*Exercise aim*
Using the data below, copy every line that contains the word "lower".

(Beginning of Records to process)

//! PostgreSQL catalog over a `companies(company_name, website, tsv)` table.
//!
//! The fuzzy tier needs the `pg_trgm` extension and the full-text tier needs
//! a `tsv tsvector` column built with the `english` configuration.

use crate::{CatalogError, CompanyCatalog, CompanyRecord};
use async_trait::async_trait;
use sqlx::postgres::{PgPool, PgPoolOptions};
use std::time::Duration;
use tracing::warn;

/// SQLSTATE `syntax_error`.
const SYNTAX_ERROR: &str = "42601";

const EXACT_SQL: &str = "SELECT company_name, website FROM companies \
     WHERE lower(company_name) = lower($1) ORDER BY company_name, website";
const PREFIX_SQL: &str = "SELECT company_name, website FROM companies \
     WHERE starts_with(lower(company_name), lower($1)) ORDER BY company_name, website";
const SUBSTRING_SQL: &str = "SELECT company_name, website FROM companies \
     WHERE strpos(lower(company_name), lower($1)) > 0 ORDER BY company_name, website";
const SIMILARITY_SQL: &str = "SELECT company_name, website, similarity(company_name, $1) AS score \
     FROM companies WHERE similarity(company_name, $1) > $2 ORDER BY company_name, website";
const FULL_TEXT_SQL: &str = "SELECT company_name, website FROM companies \
     WHERE tsv @@ plainto_tsquery('english', $1) ORDER BY company_name, website";
const COUNT_SQL: &str = "SELECT COUNT(*) FROM companies";

#[derive(Clone, Debug)]
pub struct PgCatalogConfig {
    pub database_url: String,
    pub max_connections: u32,
    pub acquire_timeout: Duration,
}

impl PgCatalogConfig {
    pub fn new(database_url: impl Into<String>) -> Self {
        Self {
            database_url: database_url.into(),
            max_connections: 5,
            acquire_timeout: Duration::from_secs(5),
        }
    }
}

/// Catalog backed by a lazily connected pool; an unreachable database
/// surfaces per call as [`CatalogError::Unavailable`].
pub struct PgCatalog {
    pool: PgPool,
}

impl PgCatalog {
    pub fn connect_lazy(cfg: &PgCatalogConfig) -> Result<Self, CatalogError> {
        let pool = PgPoolOptions::new()
            .max_connections(cfg.max_connections)
            .acquire_timeout(cfg.acquire_timeout)
            .connect_lazy(&cfg.database_url)
            .map_err(|e| CatalogError::Config(format!("invalid database url: {e}")))?;
        Ok(Self { pool })
    }

    pub fn from_pool(pool: PgPool) -> Self {
        Self { pool }
    }

    async fn fetch(&self, sql: &str, name: &str) -> Result<Vec<CompanyRecord>, sqlx::Error> {
        let rows: Vec<(String, Option<String>)> =
            sqlx::query_as(sql).bind(name).fetch_all(&self.pool).await?;
        Ok(rows
            .into_iter()
            .map(|(name, website)| CompanyRecord { name, website })
            .collect())
    }
}

fn unavailable(err: sqlx::Error) -> CatalogError {
    CatalogError::Unavailable(err.to_string())
}

fn classify_full_text(err: sqlx::Error) -> CatalogError {
    if let sqlx::Error::Database(db) = &err {
        if db.code().as_deref() == Some(SYNTAX_ERROR) {
            warn!(error = %db, "text-search query rejected");
            return CatalogError::MalformedFullTextQuery(db.message().to_string());
        }
    }
    unavailable(err)
}

#[async_trait]
impl CompanyCatalog for PgCatalog {
    async fn exact_match(&self, name: &str) -> Result<Vec<CompanyRecord>, CatalogError> {
        self.fetch(EXACT_SQL, name).await.map_err(unavailable)
    }

    async fn prefix_match(&self, name: &str) -> Result<Vec<CompanyRecord>, CatalogError> {
        self.fetch(PREFIX_SQL, name).await.map_err(unavailable)
    }

    async fn substring_match(&self, name: &str) -> Result<Vec<CompanyRecord>, CatalogError> {
        self.fetch(SUBSTRING_SQL, name).await.map_err(unavailable)
    }

    async fn similarity_match(
        &self,
        name: &str,
        threshold: f32,
    ) -> Result<Vec<(CompanyRecord, f32)>, CatalogError> {
        let rows: Vec<(String, Option<String>, f32)> = sqlx::query_as(SIMILARITY_SQL)
            .bind(name)
            .bind(threshold)
            .fetch_all(&self.pool)
            .await
            .map_err(unavailable)?;
        Ok(rows
            .into_iter()
            .map(|(name, website, score)| (CompanyRecord { name, website }, score))
            .collect())
    }

    async fn full_text_match(&self, query: &str) -> Result<Vec<CompanyRecord>, CatalogError> {
        self.fetch(FULL_TEXT_SQL, query)
            .await
            .map_err(classify_full_text)
    }

    async fn count(&self) -> Result<usize, CatalogError> {
        let (total,): (i64,) = sqlx::query_as(COUNT_SQL)
            .fetch_one(&self.pool)
            .await
            .map_err(unavailable)?;
        Ok(usize::try_from(total).unwrap_or(0))
    }
}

(End of Records to process)

*Expected answer*
     WHERE lower(company_name) = lower($1) ORDER BY company_name, website";
     WHERE starts_with(lower(company_name), lower($1)) ORDER BY company_name, website";
     WHERE strpos(lower(company_name), lower($1)) > 0 ORDER BY company_name, website";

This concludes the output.